▶ _To do_
Give the data again in full, exactly as written below.

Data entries
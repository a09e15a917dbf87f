use crate::animation::ease::Ease;
use crate::animation::scheduler::SchedulerTimings;
use crate::config::params::WallParams;
use crate::foundation::error::{WallError, WallResult};
use crate::layout::calc::{LayoutParams, MAX_GRID_AXIS};

/// Engine configuration.
///
/// Every field has a default, so `{}` is a valid JSON config. Values coming from
/// hash parameters are merged in with [`WallConfig::with_params`].
#[derive(Clone, Debug, PartialEq, serde::Serialize, serde::Deserialize)]
pub struct WallConfig {
    /// Tile width divided by tile height.
    #[serde(default = "default_aspect_ratio")]
    pub aspect_ratio: f64,
    /// Gap between tiles and around the grid, in pixels.
    #[serde(default = "default_padding")]
    pub padding: u32,
    /// Fixed row count; derived from the viewport when unset.
    #[serde(default)]
    pub rows: Option<u32>,
    /// Preferred tile height used to derive the row count.
    #[serde(default = "default_target_item_height")]
    pub target_item_height: u32,
    /// Base delay between flips.
    #[serde(default = "default_interval_ms")]
    pub interval_ms: u64,
    /// Random extra delay per flip, exclusive upper bound.
    #[serde(default = "default_jitter_ms")]
    pub jitter_ms: u64,
    /// Length of one flip transition.
    #[serde(default = "default_flip_duration_ms")]
    pub flip_duration_ms: u64,
    /// Easing of the flip rotation.
    #[serde(default)]
    pub flip_ease: Ease,
    /// Seed for shuffling and tile picking; random when unset.
    #[serde(default)]
    pub seed: Option<u64>,
}

fn default_aspect_ratio() -> f64 {
    2.0 / 3.0
}

fn default_padding() -> u32 {
    6
}

fn default_target_item_height() -> u32 {
    240
}

fn default_interval_ms() -> u64 {
    3_000
}

fn default_jitter_ms() -> u64 {
    500
}

fn default_flip_duration_ms() -> u64 {
    800
}

impl Default for WallConfig {
    fn default() -> Self {
        Self {
            aspect_ratio: default_aspect_ratio(),
            padding: default_padding(),
            rows: None,
            target_item_height: default_target_item_height(),
            interval_ms: default_interval_ms(),
            jitter_ms: default_jitter_ms(),
            flip_duration_ms: default_flip_duration_ms(),
            flip_ease: Ease::default(),
            seed: None,
        }
    }
}

impl WallConfig {
    /// Parse a JSON config; missing fields take their defaults.
    pub fn from_json(json: &str) -> WallResult<Self> {
        let cfg: Self = serde_json::from_str(json)?;
        cfg.validate()?;
        Ok(cfg)
    }

    pub fn validate(&self) -> WallResult<()> {
        if !self.aspect_ratio.is_finite() || self.aspect_ratio <= 0.0 {
            return Err(WallError::config(format!(
                "aspect_ratio must be a positive number, got {}",
                self.aspect_ratio
            )));
        }
        if let Some(rows) = self.rows
            && !(1..=MAX_GRID_AXIS).contains(&rows)
        {
            return Err(WallError::config(format!(
                "rows must be in 1..={MAX_GRID_AXIS} when set, got {rows}"
            )));
        }
        if self.target_item_height == 0 {
            return Err(WallError::config("target_item_height must be > 0"));
        }
        if self.interval_ms == 0 {
            return Err(WallError::config("interval_ms must be > 0"));
        }
        if self.flip_duration_ms == 0 {
            return Err(WallError::config("flip_duration_ms must be > 0"));
        }
        Ok(())
    }

    /// Override layout fields with the ones present in `params`.
    pub fn with_params(mut self, params: &WallParams) -> Self {
        if let Some(ratio) = params.aspect_ratio {
            self.aspect_ratio = ratio;
        }
        if let Some(rows) = params.rows {
            self.rows = Some(rows);
        }
        if let Some(padding) = params.padding {
            self.padding = padding;
        }
        self
    }

    pub fn layout_params(&self) -> LayoutParams {
        LayoutParams {
            padding: self.padding,
            target_item_height: self.target_item_height,
            aspect_ratio: self.aspect_ratio,
            rows: self.rows,
        }
    }

    pub fn timings(&self) -> SchedulerTimings {
        SchedulerTimings {
            interval_ms: self.interval_ms,
            jitter_ms: self.jitter_ms,
            flip_duration_ms: self.flip_duration_ms,
        }
    }
}

#[cfg(test)]
#[path = "../../tests/unit/config/wall.rs"]
mod tests;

▶ _Result for this exercise_
repository a09e15a917dbf87f
use crate::animation::ease::Ease;
use crate::animation::scheduler::SchedulerTimings;
use crate::config::params::WallParams;
use crate::foundation::error::{WallError, WallResult};
use crate::layout::calc::{LayoutParams, MAX_GRID_AXIS};

/// Engine configuration.
///
/// Every field has a default, so `{}` is a valid JSON config. Values coming from
/// hash parameters are merged in with [`WallConfig::with_params`].
#[derive(Clone, Debug, PartialEq, serde::Serialize, serde::Deserialize)]
pub struct WallConfig {
    /// Tile width divided by tile height.
    #[serde(default = "default_aspect_ratio")]
    pub aspect_ratio: f64,
    /// Gap between tiles and around the grid, in pixels.
    #[serde(default = "default_padding")]
    pub padding: u32,
    /// Fixed row count; derived from the viewport when unset.
    #[serde(default)]
    pub rows: Option<u32>,
    /// Preferred tile height used to derive the row count.
    #[serde(default = "default_target_item_height")]
    pub target_item_height: u32,
    /// Base delay between flips.
    #[serde(default = "default_interval_ms")]
    pub interval_ms: u64,
    /// Random extra delay per flip, exclusive upper bound.
    #[serde(default = "default_jitter_ms")]
    pub jitter_ms: u64,
    /// Length of one flip transition.
    #[serde(default = "default_flip_duration_ms")]
    pub flip_duration_ms: u64,
    /// Easing of the flip rotation.
    #[serde(default)]
    pub flip_ease: Ease,
    /// Seed for shuffling and tile picking; random when unset.
    #[serde(default)]
    pub seed: Option<u64>,
}

fn default_aspect_ratio() -> f64 {
    2.0 / 3.0
}

fn default_padding() -> u32 {
    6
}

fn default_target_item_height() -> u32 {
    240
}

fn default_interval_ms() -> u64 {
    3_000
}

fn default_jitter_ms() -> u64 {
    500
}

fn default_flip_duration_ms() -> u64 {
    800
}

impl Default for WallConfig {
    fn default() -> Self {
        Self {
            aspect_ratio: default_aspect_ratio(),
            padding: default_padding(),
            rows: None,
            target_item_height: default_target_item_height(),
            interval_ms: default_interval_ms(),
            jitter_ms: default_jitter_ms(),
            flip_duration_ms: default_flip_duration_ms(),
            flip_ease: Ease::default(),
            seed: None,
        }
    }
}

impl WallConfig {
    /// Parse a JSON config; missing fields take their defaults.
    pub fn from_json(json: &str) -> WallResult<Self> {
        let cfg: Self = serde_json::from_str(json)?;
        cfg.validate()?;
        Ok(cfg)
    }

    pub fn validate(&self) -> WallResult<()> {
        if !self.aspect_ratio.is_finite() || self.aspect_ratio <= 0.0 {
            return Err(WallError::config(format!(
                "aspect_ratio must be a positive number, got {}",
                self.aspect_ratio
            )));
        }
        if let Some(rows) = self.rows
            && !(1..=MAX_GRID_AXIS).contains(&rows)
        {
            return Err(WallError::config(format!(
                "rows must be in 1..={MAX_GRID_AXIS} when set, got {rows}"
            )));
        }
        if self.target_item_height == 0 {
            return Err(WallError::config("target_item_height must be > 0"));
        }
        if self.interval_ms == 0 {
            return Err(WallError::config("interval_ms must be > 0"));
        }
        if self.flip_duration_ms == 0 {
            return Err(WallError::config("flip_duration_ms must be > 0"));
        }
        Ok(())
    }

    /// Override layout fields with the ones present in `params`.
    pub fn with_params(mut self, params: &WallParams) -> Self {
        if let Some(ratio) = params.aspect_ratio {
            self.aspect_ratio = ratio;
        }
        if let Some(rows) = params.rows {
            self.rows = Some(rows);
        }
        if let Some(padding) = params.padding {
            self.padding = padding;
        }
        self
    }

    pub fn layout_params(&self) -> LayoutParams {
        LayoutParams {
            padding: self.padding,
            target_item_height: self.target_item_height,
            aspect_ratio: self.aspect_ratio,
            rows: self.rows,
        }
    }

    pub fn timings(&self) -> SchedulerTimings {
        SchedulerTimings {
            interval_ms: self.interval_ms,
            jitter_ms: self.jitter_ms,
            flip_duration_ms: self.flip_duration_ms,
        }
    }
}

#[cfg(test)]
#[path = "../../tests/unit/config/wall.rs"]
mod tests;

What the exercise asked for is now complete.